Exercise details: Once the line containing "Spawn the task" is found in the entries below, restate it and each following line word for word, stopping after the line containing "let json = match".

Dataset extract:
-*-*-
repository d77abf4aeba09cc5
//! Per-leg sender task.
//!
//! Each socket sink is owned by exactly one task fed through an mpsc channel,
//! so frames sent by one handler reach the wire in the order they were queued.

use std::fmt::Display;

use futures::{Sink, SinkExt};
use serde::Serialize;
use tokio::sync::mpsc;
use tokio::task::JoinHandle;
use tracing::{debug, error, trace, warn};
use uuid::Uuid;

use super::wire::{Leg, WireMessage};

/// Spawn the task that serializes queued messages onto `sink`.
///
/// The task ends when every sender has been dropped or a send fails. It then
/// closes the sink, which sends a close frame to the peer.
pub fn spawn_writer<T, M, S>(
    leg: Leg,
    call_id: Uuid,
    mut sink: S,
    mut rx: mpsc::Receiver<T>,
) -> JoinHandle<()>
where
    T: Serialize + Send + 'static,
    M: WireMessage,
    S: Sink<M> + Unpin + Send + 'static,
    S::Error: Display + Send,
{
    tokio::spawn(async move {
        let mut sent: u64 = 0;

        while let Some(message) = rx.recv().await {
            let json = match serde_json::to_string(&message) {
                Ok(json) => json,
                Err(e) => {
                    error!(%call_id, %leg, "Failed to serialize outgoing message: {}", e);
                    continue;
                }
            };
            trace!(%call_id, %leg, bytes = json.len(), "Sending frame");

            if let Err(e) = sink.send(M::text(json)).await {
                warn!(%call_id, %leg, "Failed to send WebSocket message: {}", e);
                break;
            }
            sent += 1;
        }

        // Senders still holding a handle observe the closed channel from here on.
        drop(rx);

        if let Err(e) = sink.close().await {
            debug!(%call_id, %leg, "Error closing socket: {}", e);
        }
        debug!(%call_id, %leg, sent, "Writer finished");
    })
}
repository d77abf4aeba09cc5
//! One-shot session configuration for the voice-service leg.

use std::fmt::Display;

use futures::{Sink, SinkExt};
use tracing::debug;

use super::wire::WireMessage;
use crate::core::realtime::{ClientEvent, RealtimeError, RealtimeResult, SessionConfig};

/// Send exactly one `session.update` before any audio is relayed.
///
/// The service acknowledges with `session.updated` at some later point; that
/// acknowledgement is advisory and is not awaited here.
pub async fn negotiate<M, S>(sink: &mut S, config: &SessionConfig) -> RealtimeResult<()>
where
    M: WireMessage,
    S: Sink<M> + Unpin,
    S::Error: Display,
{
    let event = ClientEvent::SessionUpdate {
        session: config.clone(),
    };
    let json = serde_json::to_string(&event)?;
    debug!(event = event.kind(), bytes = json.len(), "Negotiating realtime session");

    sink.send(M::text(json))
        .await
        .map_err(|e| RealtimeError::NegotiationFailed(e.to_string()))
}
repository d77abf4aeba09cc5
pub mod api;
pub mod media_stream;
-*-*-
Solution to the problem:
/// Spawn the task that serializes queued messages onto `sink`.
///
/// The task ends when every sender has been dropped or a send fails. It then
/// closes the sink, which sends a close frame to the peer.
pub fn spawn_writer<T, M, S>(
    leg: Leg,
    call_id: Uuid,
    mut sink: S,
    mut rx: mpsc::Receiver<T>,
) -> JoinHandle<()>
where
    T: Serialize + Send + 'static,
    M: WireMessage,
    S: Sink<M> + Unpin + Send + 'static,
    S::Error: Display + Send,
{
    tokio::spawn(async move {
        let mut sent: u64 = 0;

        while let Some(message) = rx.recv().await {
            let json = match serde_json::to_string(&message) {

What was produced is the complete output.